Saved entries:
#[cfg(test)]
mod tests {
    use super::*;
    use crate::signer::KeypairSigner;
    use crate::state::AsyncStatus;
    use chain_sol::rpc::AccountInfo;
    use chain_sol::testing::MockRpc;
    use chain_sol::{RpcError, ASSOCIATED_TOKEN_PROGRAM_ID};
    use parking_lot::Mutex;
    use std::sync::atomic::{AtomicUsize, Ordering};

    /// Records each transfer and returns a fixed signature.
    #[derive(Default)]
    struct RecordingHelper {
        calls: AtomicUsize,
        last_source_owner: Mutex<Option<Address>>,
        fail_with: Option<HookError>,
    }

    #[async_trait]
    impl SplTransferHelper for RecordingHelper {
        async fn send_transfer(
            &self,
            transfer: SplTransfer,
            _options: &SendOptions,
        ) -> Result<Signature, HookError> {
            self.calls.fetch_add(1, Ordering::SeqCst);
            *self.last_source_owner.lock() = Some(transfer.source_owner);
            match &self.fail_with {
                Some(err) => Err(err.clone()),
                None => Ok(Signature::new([1; 64])),
            }
        }
    }

    fn mint() -> Address {
        Address::new([0x30; 32])
    }

    fn signer() -> Arc<dyn TransactionSigner> {
        Arc::new(KeypairSigner::generate())
    }

    fn statuses(controller: &SplTransferController) -> (Arc<Mutex<Vec<AsyncStatus>>>, Subscription) {
        let seen = Arc::new(Mutex::new(Vec::new()));
        let sink = Arc::clone(&seen);
        let observed = controller.clone();
        let sub = controller.subscribe(move || sink.lock().push(observed.get_state().status()));
        (seen, sub)
    }

    #[tokio::test]
    async fn send_publishes_loading_then_success_then_idle_on_reset() {
        let helper = Arc::new(RecordingHelper::default());
        let controller = SplTransferController::new(helper.clone());
        let (seen, _sub) = statuses(&controller);

        let input = SplTransferInput::new(Address::new([2; 32]), 10)
            .with_authority(signer())
            .with_source_owner(Address::new([3; 32]));
        let signature = controller.send(input).await.unwrap();

        assert_eq!(signature, Signature::new([1; 64]));
        assert_eq!(*seen.lock(), vec![AsyncStatus::Loading, AsyncStatus::Success]);

        controller.reset();
        assert_eq!(seen.lock().last(), Some(&AsyncStatus::Idle));
    }

    #[tokio::test]
    async fn missing_authority_rejects_before_operation() {
        let helper = Arc::new(RecordingHelper::default());
        let controller = SplTransferController::new(helper.clone());
        let (seen, _sub) = statuses(&controller);

        let err = controller
            .send(SplTransferInput::new(Address::new([2; 32]), 10))
            .await
            .unwrap_err();

        assert!(matches!(err, HookError::MissingAuthority(_)));
        assert!(err.to_string().contains("authority"));
        assert_eq!(helper.calls.load(Ordering::SeqCst), 0);
        assert!(seen.lock().is_empty());
        assert_eq!(controller.get_state().status(), AsyncStatus::Idle);
    }

    #[tokio::test]
    async fn missing_source_owner_rejects_before_operation() {
        let helper = Arc::new(RecordingHelper::default());
        let controller = SplTransferController::new(helper.clone());

        let err = controller
            .send(SplTransferInput::new(Address::new([2; 32]), 10).with_authority(signer()))
            .await
            .unwrap_err();

        assert!(matches!(err, HookError::MissingSourceOwner));
        assert!(err.to_string().contains("source owner"));
        assert_eq!(helper.calls.load(Ordering::SeqCst), 0);
    }

    #[tokio::test]
    async fn providers_fill_missing_fields() {
        let helper = Arc::new(RecordingHelper::default());
        let authority = signer();
        let provided = Arc::clone(&authority);
        let owner = Address::new([0x44; 32]);
        let controller = SplTransferController::new(helper.clone())
            .with_authority_provider(Arc::new(move || Some(Arc::clone(&provided))))
            .with_source_owner_provider(Arc::new(move || Some(owner)));

        controller
            .send(SplTransferInput::new(Address::new([2; 32]), 10))
            .await
            .unwrap();

        assert_eq!(helper.calls.load(Ordering::SeqCst), 1);
        assert_eq!(*helper.last_source_owner.lock(), Some(owner));
    }

    #[tokio::test]
    async fn explicit_input_wins_over_providers() {
        let helper = Arc::new(RecordingHelper::default());
        let explicit = Address::new([0x55; 32]);
        let controller = SplTransferController::new(helper.clone())
            .with_source_owner_provider(Arc::new(|| Some(Address::new([0x66; 32]))));

        controller
            .send(
                SplTransferInput::new(Address::new([2; 32]), 10)
                    .with_authority(signer())
                    .with_source_owner(explicit),
            )
            .await
            .unwrap();

        assert_eq!(*helper.last_source_owner.lock(), Some(explicit));
    }

    #[tokio::test]
    async fn helper_failure_is_published_and_rethrown() {
        let helper = Arc::new(RecordingHelper {
            fail_with: Some(HookError::Chain(SolError::Rpc(RpcError::HttpStatus(500)))),
            ..RecordingHelper::default()
        });
        let controller = SplTransferController::new(helper);
        let (seen, _sub) = statuses(&controller);

        let err = controller
            .send(
                SplTransferInput::new(Address::new([2; 32]), 10)
                    .with_authority(signer())
                    .with_source_owner(Address::new([3; 32])),
            )
            .await
            .unwrap_err();

        assert!(matches!(err, HookError::Chain(SolError::Rpc(RpcError::HttpStatus(500)))));
        assert_eq!(*seen.lock(), vec![AsyncStatus::Loading, AsyncStatus::Error]);
        assert!(matches!(
            controller.get_state().error(),
            Some(HookError::Chain(SolError::Rpc(RpcError::HttpStatus(500))))
        ));
    }

    #[test]
    fn transfer_message_moves_between_associated_accounts() {
        let rpc: Arc<dyn SolanaRpc> = Arc::new(MockRpc::new());
        let helper = SplTokenHelper::new(rpc, mint());
        let authority = signer();
        let source_owner = Address::new([3; 32]);
        let destination_owner = Address::new([4; 32]);
        let transfer = SplTransfer {
            authority: Arc::clone(&authority),
            source_owner,
            destination_owner,
            amount: 1_000,
            ensure_destination_ata: true,
        };

        let message = helper.build_transfer_message(&transfer).unwrap();

        assert_eq!(message.fee_payer(), Some(&authority.address()));
        let instructions = message.instructions();
        assert_eq!(instructions.len(), 2);
        assert_eq!(instructions[0].program_id, ASSOCIATED_TOKEN_PROGRAM_ID);
        assert_eq!(
            instructions[1].accounts[0].pubkey,
            derive_associated_token_address(&source_owner, &mint()).unwrap()
        );
        assert_eq!(
            instructions[1].accounts[1].pubkey,
            derive_associated_token_address(&destination_owner, &mint()).unwrap()
        );
        assert_eq!(instructions[1].accounts[2].pubkey, authority.address());

        let without_create = helper
            .build_transfer_message(&SplTransfer {
                ensure_destination_ata: false,
                ..transfer
            })
            .unwrap();
        assert_eq!(without_create.instructions().len(), 1);
    }

    #[tokio::test]
    async fn token_helper_prepares_signs_and_sends() {
        let rpc = Arc::new(MockRpc::new());
        rpc.push_units_consumed(50_000);
        let helper = SplTokenHelper::new(rpc.clone(), mint());
        let authority = signer();

        helper
            .send_transfer(
                SplTransfer {
                    authority: Arc::clone(&authority),
                    source_owner: authority.address(),
                    destination_owner: Address::new([4; 32]),
                    amount: 25,
                    ensure_destination_ata: true,
                },
                &SendOptions::default(),
            )
            .await
            .unwrap();

        assert_eq!(rpc.simulate_calls(), 1);
        assert_eq!(rpc.blockhash_calls(), 2);
        assert_eq!(rpc.sent_transactions().len(), 1);
    }

    #[tokio::test]
    async fn fetch_balance_reads_token_account_amount() {
        let rpc = Arc::new(MockRpc::new());
        let helper = SplTokenHelper::new(rpc.clone(), mint());
        let owner = Address::new([7; 32]);
        let mut data = vec![0u8; 165];
        data[64..72].copy_from_slice(&42_000u64.to_le_bytes());
        rpc.set_account(
            helper.associated_token_address(&owner).unwrap(),
            AccountInfo {
                lamports: 2_039_280,
                owner: TOKEN_PROGRAM_ID,
                data,
                executable: false,
            },
        );

        assert_eq!(helper.fetch_balance(&owner).await.unwrap(), Some(42_000));
        assert_eq!(
            helper.fetch_balance(&Address::new([8; 32])).await.unwrap(),
            None
        );
    }
}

▶ Your objective: Return exactly what appears above, from the first line of the entries to the line with "a fixed signature.", inclusive.

▶ Your response:
#[cfg(test)]
mod tests {
    use super::*;
    use crate::signer::KeypairSigner;
    use crate::state::AsyncStatus;
    use chain_sol::rpc::AccountInfo;
    use chain_sol::testing::MockRpc;
    use chain_sol::{RpcError, ASSOCIATED_TOKEN_PROGRAM_ID};
    use parking_lot::Mutex;
    use std::sync::atomic::{AtomicUsize, Ordering};

    /// Records each transfer and returns a fixed signature.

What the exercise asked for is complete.